Task directions -
From the first line of the data through the line containing "content = input.content.ok_or(Validation(CONTENT_REQUIRED))?;", return each line exactly.

:: Materials provided

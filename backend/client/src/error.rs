use reqwest::StatusCode;
use thiserror::Error;

#[derive(Error, Debug)]
pub enum ClientError {
    #[error("{status}: {}", .message.as_deref().unwrap_or("no message"))]
    Api {
        status: StatusCode,
        message: Option<String>,
    },

    #[error("Response had no data")]
    MissingData,

    #[error(transparent)]
    Transport(#[from] reqwest::Error),
}

impl ClientError {
    /// What to show the user: the server's own message when it sent one.
    pub fn user_message(&self, fallback: &str) -> String {
        match self {
            ClientError::Api {
                message: Some(message),
                ..
            } => message.clone(),
            _ => fallback.to_string(),
        }
    }
}

#[cfg(test)]
mod tests {
    use super::*;

    #[test]
    fn test_user_message() {
        let with_message = ClientError::Api {
            status: StatusCode::NOT_FOUND,
            message: Some("Todo not found".to_string()),
        };
        assert_eq!(with_message.user_message("Error deleting todo"), "Todo not found");

        let bare = ClientError::Api {
            status: StatusCode::BAD_GATEWAY,
            message: None,
        };
        assert_eq!(bare.user_message("Error deleting todo"), "Error deleting todo");
        assert_eq!(ClientError::MissingData.user_message("Error adding todo"), "Error adding todo");
    }
}
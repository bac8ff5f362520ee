use std::net::SocketAddr;

use axum::{
    extract::{ConnectInfo, FromRequestParts},
    http::{HeaderMap, request::Parts},
};
use uuid::Uuid;

use crate::{
    error::AppError::{self, NotFound, Validation},
    models::TodoInput,
};

pub const CONTENT_REQUIRED: &str = "Content is required";

/// Pulls the content out of a request body, rejecting missing or blank text
/// before anything reaches the store. Non-blank text is kept as sent.
pub fn get_content(input: TodoInput) -> Result<String, AppError> {
    let content = input.content.ok_or(Validation(CONTENT_REQUIRED))?;

    if content.trim().is_empty() {
        return Err(Validation(CONTENT_REQUIRED));
    }

    Ok(content)
}

/// No record can live under a malformed key, so a bad id is just a miss.
pub fn parse_id(id: &str) -> Result<Uuid, AppError> {
    Uuid::parse_str(id).map_err(|_| NotFound)
}

/// Network origin of the caller: first `X-Forwarded-For` hop, else the peer.
pub struct OriginIp(pub Option<String>);

impl<S> FromRequestParts<S> for OriginIp
where
    S: Send + Sync,
{
    type Rejection = std::convert::Infallible;

    async fn from_request_parts(parts: &mut Parts, _state: &S) -> Result<Self, Self::Rejection> {
        let peer = parts
            .extensions
            .get::<ConnectInfo<SocketAddr>>()
            .map(|ConnectInfo(address)| *address);

        Ok(OriginIp(origin_ip(&parts.headers, peer)))
    }
}

fn origin_ip(headers: &HeaderMap, peer: Option<SocketAddr>) -> Option<String> {
    let forwarded = headers
        .get("x-forwarded-for")
        .and_then(|value| value.to_str().ok())
        .and_then(|value| value.split(',').next())
        .map(str::trim)
        .filter(|hop| !hop.is_empty())
        .map(str::to_string);

    forwarded.or_else(|| peer.map(|address| address.ip().to_string()))
}
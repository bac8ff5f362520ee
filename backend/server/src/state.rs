use std::sync::Arc;

use tracing::info;

use super::{
    config::{Config, StoreKind},
    database::{TodoStore, init_redis},
    error::StartupError,
    memory::MemoryStore,
};

pub struct AppState {
    pub config: Config,
    pub store: Arc<dyn TodoStore>,
}

impl AppState {
    pub async fn new(config: Config) -> Result<Arc<Self>, StartupError> {
        let store: Arc<dyn TodoStore> = match config.store {
            StoreKind::Redis => {
                info!("Connecting to Redis...");
                Arc::new(init_redis(&config.redis_url, &config.redis_prefix).await?)
            }
            StoreKind::Memory => {
                info!("Using in-memory store, todos will not survive a restart");
                Arc::new(MemoryStore::default())
            }
        };

        Ok(Self::with_store(config, store))
    }

    pub fn with_store(config: Config, store: Arc<dyn TodoStore>) -> Arc<Self> {
        Arc::new(Self { config, store })
    }
}
use std::{env, fmt::Display, fs::read_to_string, str::FromStr};

use tracing::{info, warn};

use crate::error::ConfigError;

const SECRETS_DIR: &str = "/run/secrets";

#[derive(Clone, Copy, Debug, PartialEq, Eq)]
pub enum StoreKind {
    Redis,
    Memory,
}

impl FromStr for StoreKind {
    type Err = String;

    fn from_str(s: &str) -> Result<Self, Self::Err> {
        match s.trim().to_ascii_lowercase().as_str() {
            "redis" => Ok(Self::Redis),
            "memory" => Ok(Self::Memory),
            other => Err(format!("unknown store kind '{other}'")),
        }
    }
}

#[derive(Clone, Debug)]
pub struct Config {
    pub port: u16,
    pub store: StoreKind,
    pub redis_url: String,
    pub redis_prefix: String,
    pub allowed_origins: Vec<String>,
}

impl Config {
    pub fn load() -> Result<Self, ConfigError> {
        let origins: String = try_load("ALLOWED_ORIGINS", "http://localhost:5173")?;

        Ok(Self {
            port: try_load("PORT", "3000")?,
            store: try_load("STORE", "redis")?,
            redis_url: read_secret_or("REDIS_URL", "redis://127.0.0.1:6379"),
            redis_prefix: try_load("REDIS_PREFIX", "todo")?,
            allowed_origins: split_origins(&origins),
        })
    }
}

impl Default for Config {
    fn default() -> Self {
        Self {
            port: 3000,
            store: StoreKind::Memory,
            redis_url: "redis://127.0.0.1:6379".to_string(),
            redis_prefix: "todo".to_string(),
            allowed_origins: vec!["http://localhost:5173".to_string()],
        }
    }
}

fn var(key: &str) -> Option<String> {
    env::var(key).ok()
}

fn try_load<T: FromStr>(key: &str, default: &str) -> Result<T, ConfigError>
where
    T::Err: Display,
{
    let raw = var(key).unwrap_or_else(|| {
        info!("{key} not set, using default: {default}");
        default.to_string()
    });

    parse_value(key, &raw)
}

fn parse_value<T: FromStr>(key: &str, raw: &str) -> Result<T, ConfigError>
where
    T::Err: Display,
{
    raw.trim().parse().map_err(|e: T::Err| {
        warn!("Invalid {key} value: {e}");

        ConfigError::Invalid {
            key: key.to_string(),
            reason: e.to_string(),
        }
    })
}

fn read_secret_or(secret_name: &str, default: &str) -> String {
    let path = format!("{SECRETS_DIR}/{secret_name}");

    match read_to_string(&path) {
        Ok(secret) => secret.trim().to_string(),
        Err(_) => var(secret_name).unwrap_or_else(|| {
            info!("{secret_name} not set, using default: {default}");
            default.to_string()
        }),
    }
}

fn split_origins(raw: &str) -> Vec<String> {
    raw.split(',')
        .map(str::trim)
        .filter(|origin| !origin.is_empty())
        .map(str::to_string)
        .collect()
}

::::

Output for this task -
filename backend/client/src/error.rs
use reqwest::StatusCode;
use thiserror::Error;

#[derive(Error, Debug)]
pub enum ClientError {
    #[error("{status}: {}", .message.as_deref().unwrap_or("no message"))]
    Api {
        status: StatusCode,
        message: Option<String>,
    },

    #[error("Response had no data")]
    MissingData,

    #[error(transparent)]
    Transport(#[from] reqwest::Error),
}

impl ClientError {
    /// What to show the user: the server's own message when it sent one.
    pub fn user_message(&self, fallback: &str) -> String {
        match self {
            ClientError::Api {
                message: Some(message),
                ..
            } => message.clone(),
            _ => fallback.to_string(),
        }
    }
}

#[cfg(test)]
mod tests {
    use super::*;

    #[test]
    fn test_user_message() {
        let with_message = ClientError::Api {
            status: StatusCode::NOT_FOUND,
            message: Some("Todo not found".to_string()),
        };
        assert_eq!(with_message.user_message("Error deleting todo"), "Todo not found");

        let bare = ClientError::Api {
            status: StatusCode::BAD_GATEWAY,
            message: None,
        };
        assert_eq!(bare.user_message("Error deleting todo"), "Error deleting todo");
        assert_eq!(ClientError::MissingData.user_message("Error adding todo"), "Error adding todo");
    }
}
repository bac8ff5f362520ee
use std::net::SocketAddr;

use axum::{
    extract::{ConnectInfo, FromRequestParts},
    http::{HeaderMap, request::Parts},
};
use uuid::Uuid;

use crate::{
    error::AppError::{self, NotFound, Validation},
    models::TodoInput,
};

pub const CONTENT_REQUIRED: &str = "Content is required";

/// Pulls the content out of a request body, rejecting missing or blank text
/// before anything reaches the store. Non-blank text is kept as sent.
pub fn get_content(input: TodoInput) -> Result<String, AppError> {
    let content = input.content.ok_or(Validation(CONTENT_REQUIRED))?;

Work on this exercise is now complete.